━━ Exercise materials
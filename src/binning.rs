//! Fixed-width and gene-width aggregation of insertions for genome map tracks

use crate::{chromosome::ChromosomeMap, join::AnnotationJoiner, AnnotatedInsertion, HitRecord};
use serde::Serialize;

pub const INTERGENIC: &str = "intergenic";

/// Insertions and reads over the inclusive range `bin_start..=bin_end`
#[derive(Debug, Clone, PartialEq, Eq, Serialize)]
#[serde(rename_all = "camelCase")]
pub struct BinAggregate {
    pub chromosome: String,
    pub bin_start: u64,
    pub bin_end: u64,
    pub label: Option<String>,
    pub insertion_count: u64,
    pub total_reads: u64,
}

impl BinAggregate {
    fn empty(chromosome: &str, bin_start: u64, bin_end: u64, label: Option<String>) -> Self {
        Self {
            chromosome: chromosome.to_string(),
            bin_start,
            bin_end,
            label,
            insertion_count: 0,
            total_reads: 0,
        }
    }
}

/// Genes with hits and their strain and read totals on one chromosome
#[derive(Debug, Clone, PartialEq, Eq, Serialize)]
#[serde(rename_all = "camelCase")]
pub struct HitSummary {
    pub chromosome: String,
    pub genes_hit: usize,
    pub strains: u64,
    pub reads: u64,
}

/// Add every insertion of `chromosome` to the bin whose range contains it.
/// `bins` must be sorted and non-overlapping.
fn accumulate(bins: &mut [BinAggregate], chromosome: &str, insertions: &[AnnotatedInsertion]) {
    for insertion in insertions.iter().filter(|i| i.chromosome == chromosome) {
        let position = insertion.position as u64;
        let idx = bins.partition_point(|bin| bin.bin_start <= position);
        if idx == 0 {
            continue;
        }
        let bin = &mut bins[idx - 1];
        if position <= bin.bin_end {
            bin.insertion_count += 1;
            bin.total_reads += insertion.total_reads;
        }
    }
}

/// Consecutive bins of `bin_width` bases covering `0..=genome_length`; the
/// last bin may be shorter
pub fn fixed_width_bins(
    chromosome: &str,
    genome_length: u32,
    bin_width: u32,
    insertions: &[AnnotatedInsertion],
) -> Vec<BinAggregate> {
    let genome_length = genome_length as u64;
    let bin_width = bin_width.max(1) as u64;

    let mut bins: Vec<BinAggregate> = (0..=genome_length)
        .step_by(bin_width as usize)
        .map(|start| {
            let end = (start + bin_width - 1).min(genome_length);
            BinAggregate::empty(chromosome, start, end, None)
        })
        .collect();

    accumulate(&mut bins, chromosome, insertions);
    bins
}

/// One bin per resolved gene interval and one per intergenic stretch between
/// them, labelled with the gene description or [`INTERGENIC`]
pub fn gene_width_bins(
    chromosome: &str,
    genome_length: u32,
    joiner: &AnnotationJoiner,
    insertions: &[AnnotatedInsertion],
) -> Vec<BinAggregate> {
    let genome_length = genome_length as u64;
    let mut bins = Vec::new();
    let mut cursor = 0u64;

    for interval in joiner.intervals(chromosome) {
        if interval.start > genome_length {
            break;
        }
        if interval.start > cursor {
            bins.push(BinAggregate::empty(
                chromosome,
                cursor,
                interval.start - 1,
                Some(INTERGENIC.to_string()),
            ));
        }
        let end = interval.end.min(genome_length);
        bins.push(BinAggregate::empty(
            chromosome,
            interval.start,
            end,
            Some(joiner.gene(interval).description.clone()),
        ));
        cursor = end + 1;
    }

    if cursor <= genome_length {
        bins.push(BinAggregate::empty(
            chromosome,
            cursor,
            genome_length,
            Some(INTERGENIC.to_string()),
        ));
    }

    accumulate(&mut bins, chromosome, insertions);
    bins
}

/// Per-chromosome totals of the hit table, in chromosome map order.
/// Hits must already carry canonical chromosome names.
pub fn summarize_hits(hits: &[HitRecord], chromosome_map: &ChromosomeMap) -> Vec<HitSummary> {
    chromosome_map
        .entries()
        .iter()
        .map(|entry| {
            let on_chromosome = hits.iter().filter(|h| h.chromosome == entry.name);
            let mut summary = HitSummary {
                chromosome: entry.name.clone(),
                genes_hit: 0,
                strains: 0,
                reads: 0,
            };
            for hit in on_chromosome {
                summary.genes_hit += 1;
                summary.strains += hit.n_strains;
                summary.reads += hit.n_reads;
            }
            summary
        })
        .collect()
}
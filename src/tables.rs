//! Typed loading of the pool, gene and hit tables

use crate::{
    chromosome::ChromosomeMap, utils::is_gzipped, utils::validate_file_readable, GeneAnnotation,
    HitRecord, InsertionRecord, Strand, TnseqError, TnseqResult, UnmappedPolicy,
};
use flate2::read::MultiGzDecoder;
use serde::de::DeserializeOwned;
use serde::Deserialize;
use std::fs::File;
use std::io::Read;
use std::path::{Path, PathBuf};

/// Scaffold marker used by pool files for barcodes that map past the end of
/// a scaffold
const PAST_END: &str = "pastEnd";

/// Where the three input tables live and how to name their chromosomes
#[derive(Debug, Clone)]
pub struct InputConfig {
    pub pool_file: PathBuf,
    pub genes_file: PathBuf,
    pub hit_file: PathBuf,
    pub chromosome_map: ChromosomeMap,
    pub unmapped_policy: UnmappedPolicy,
}

/// Rows removed from each table because their chromosome is not in the map
#[derive(Debug, Clone, Copy, Default, PartialEq, Eq)]
pub struct DroppedRows {
    pub insertions: usize,
    pub genes: usize,
    pub hits: usize,
}

impl DroppedRows {
    pub fn total(&self) -> usize {
        self.insertions + self.genes + self.hits
    }
}

/// Input tables. After `load` or `relabel` all chromosome names are
/// canonical.
#[derive(Debug, Clone, Default)]
pub struct InputTables {
    pub insertions: Vec<InsertionRecord>,
    pub genes: Vec<GeneAnnotation>,
    pub hits: Vec<HitRecord>,
    pub dropped: DroppedRows,
}

impl InputTables {
    /// Read all three tables and rename their chromosomes through the map
    pub fn load(config: &InputConfig) -> TnseqResult<Self> {
        let insertions = read_pool_file(&config.pool_file)?;
        log::info!(
            "Read {} insertions from {:?}",
            insertions.len(),
            config.pool_file
        );

        let genes = read_genes_file(&config.genes_file)?;
        log::info!("Read {} genes from {:?}", genes.len(), config.genes_file);

        let hits = read_hit_file(&config.hit_file)?;
        log::info!("Read {} hit genes from {:?}", hits.len(), config.hit_file);

        let raw = Self {
            insertions,
            genes,
            hits,
            dropped: DroppedRows::default(),
        };
        raw.relabel(&config.chromosome_map, config.unmapped_policy)
    }

    /// Replace raw chromosome identifiers with canonical names, counting the
    /// rows dropped under `policy`
    pub fn relabel(self, chromosome_map: &ChromosomeMap, policy: UnmappedPolicy) -> TnseqResult<Self> {
        let (insertions, dropped_insertions) = chromosome_map.relabel(self.insertions, policy, "pool")?;
        let (genes, dropped_genes) = chromosome_map.relabel(self.genes, policy, "gene")?;
        let (hits, dropped_hits) = chromosome_map.relabel(self.hits, policy, "hit")?;

        Ok(Self {
            insertions,
            genes,
            hits,
            dropped: DroppedRows {
                insertions: self.dropped.insertions + dropped_insertions,
                genes: self.dropped.genes + dropped_genes,
                hits: self.dropped.hits + dropped_hits,
            },
        })
    }
}

#[derive(Debug, Deserialize)]
struct PoolRow {
    #[allow(dead_code)]
    barcode: String,
    scaffold: String,
    pos: String,
    #[serde(rename = "nTot")]
    n_tot: u64,
}

#[derive(Debug, Deserialize)]
struct GeneRow {
    #[serde(rename = "scaffoldId")]
    scaffold_id: String,
    #[serde(rename = "locusId")]
    locus_id: String,
    begin: u32,
    end: u32,
    strand: String,
    desc: String,
    #[serde(rename = "GC")]
    gc: f64,
}

#[derive(Debug, Deserialize)]
struct HitRow {
    #[serde(rename = "sysName")]
    sys_name: String,
    #[serde(rename = "scaffoldId")]
    scaffold_id: String,
    desc: String,
    #[serde(rename = "nStrains")]
    n_strains: u64,
    #[serde(rename = "nReads")]
    n_reads: u64,
}

/// Open a tab-separated table with a header row, plain or gzip-compressed
pub fn open_table<P: AsRef<Path>>(path: P) -> TnseqResult<csv::Reader<Box<dyn Read>>> {
    let path = path.as_ref();
    validate_file_readable(path)?;
    let file = File::open(path)?;

    let reader: Box<dyn Read> = if is_gzipped(path)? {
        Box::new(MultiGzDecoder::new(file))
    } else {
        Box::new(file)
    };

    Ok(csv::ReaderBuilder::new()
        .delimiter(b'\t')
        .has_headers(true)
        .flexible(false)
        .from_reader(reader))
}

fn malformed(path: &Path, error: csv::Error) -> TnseqError {
    match error.position() {
        Some(pos) => TnseqError::MalformedInputTable(format!(
            "{} line {}: {}",
            path.display(),
            pos.line(),
            error
        )),
        None => TnseqError::MalformedInputTable(format!("{}: {}", path.display(), error)),
    }
}

fn read_rows<T: DeserializeOwned>(path: &Path) -> TnseqResult<Vec<T>> {
    let mut reader = open_table(path)?;
    reader
        .deserialize::<T>()
        .map(|row| row.map_err(|e| malformed(path, e)))
        .collect()
}

/// Read insertion loci from a pool file. Barcodes without a usable locus
/// are skipped.
pub fn read_pool_file<P: AsRef<Path>>(path: P) -> TnseqResult<Vec<InsertionRecord>> {
    let path = path.as_ref();
    let rows: Vec<PoolRow> = read_rows(path)?;
    let mut insertions = Vec::with_capacity(rows.len());
    let mut skipped = 0usize;

    for (idx, row) in rows.into_iter().enumerate() {
        if row.scaffold.is_empty() || row.scaffold == PAST_END || row.pos.is_empty() {
            skipped += 1;
            continue;
        }

        let position = row.pos.parse::<u32>().map_err(|_| {
            TnseqError::MalformedInputTable(format!(
                "{} line {}: invalid position {:?}",
                path.display(),
                idx + 2,
                row.pos
            ))
        })?;

        insertions.push(InsertionRecord::new(row.scaffold, position, row.n_tot));
    }

    if skipped > 0 {
        log::debug!("Skipped {} pool rows without an insertion locus", skipped);
    }

    Ok(insertions)
}

pub fn read_genes_file<P: AsRef<Path>>(path: P) -> TnseqResult<Vec<GeneAnnotation>> {
    let path = path.as_ref();
    let rows: Vec<GeneRow> = read_rows(path)?;

    rows.into_iter()
        .enumerate()
        .map(|(idx, row)| {
            let strand = Strand::from_symbol(&row.strand).ok_or_else(|| {
                TnseqError::MalformedInputTable(format!(
                    "{} line {}: invalid strand {:?}",
                    path.display(),
                    idx + 2,
                    row.strand
                ))
            })?;

            Ok(GeneAnnotation {
                chromosome: row.scaffold_id,
                locus_id: row.locus_id,
                begin: row.begin,
                end: row.end,
                strand,
                description: row.desc,
                gc_content: row.gc,
            })
        })
        .collect()
}

pub fn read_hit_file<P: AsRef<Path>>(path: P) -> TnseqResult<Vec<HitRecord>> {
    let path = path.as_ref();
    let rows: Vec<HitRow> = read_rows(path)?;

    Ok(rows
        .into_iter()
        .map(|row| HitRecord {
            sys_name: row.sys_name,
            chromosome: row.scaffold_id,
            description: row.desc,
            n_strains: row.n_strains,
            n_reads: row.n_reads,
        })
        .collect())
}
━━━━
#### Task statement:
Transcribe the records above exactly, beginning at the line that contains "fn read_rows<T: DeserializeOwned>(path: &Path)" and ending with the line that contains "let rows: Vec<GeneRow>", both included, and nothing else.

#### Finished exercise:
fn read_rows<T: DeserializeOwned>(path: &Path) -> TnseqResult<Vec<T>> {
    let mut reader = open_table(path)?;
    reader
        .deserialize::<T>()
        .map(|row| row.map_err(|e| malformed(path, e)))
        .collect()
}

/// Read insertion loci from a pool file. Barcodes without a usable locus
/// are skipped.
pub fn read_pool_file<P: AsRef<Path>>(path: P) -> TnseqResult<Vec<InsertionRecord>> {
    let path = path.as_ref();
    let rows: Vec<PoolRow> = read_rows(path)?;
    let mut insertions = Vec::with_capacity(rows.len());
    let mut skipped = 0usize;

    for (idx, row) in rows.into_iter().enumerate() {
        if row.scaffold.is_empty() || row.scaffold == PAST_END || row.pos.is_empty() {
            skipped += 1;
            continue;
        }

        let position = row.pos.parse::<u32>().map_err(|_| {
            TnseqError::MalformedInputTable(format!(
                "{} line {}: invalid position {:?}",
                path.display(),
                idx + 2,
                row.pos
            ))
        })?;

        insertions.push(InsertionRecord::new(row.scaffold, position, row.n_tot));
    }

    if skipped > 0 {
        log::debug!("Skipped {} pool rows without an insertion locus", skipped);
    }

    Ok(insertions)
}

pub fn read_genes_file<P: AsRef<Path>>(path: P) -> TnseqResult<Vec<GeneAnnotation>> {
    let path = path.as_ref();
    let rows: Vec<GeneRow> = read_rows(path)?;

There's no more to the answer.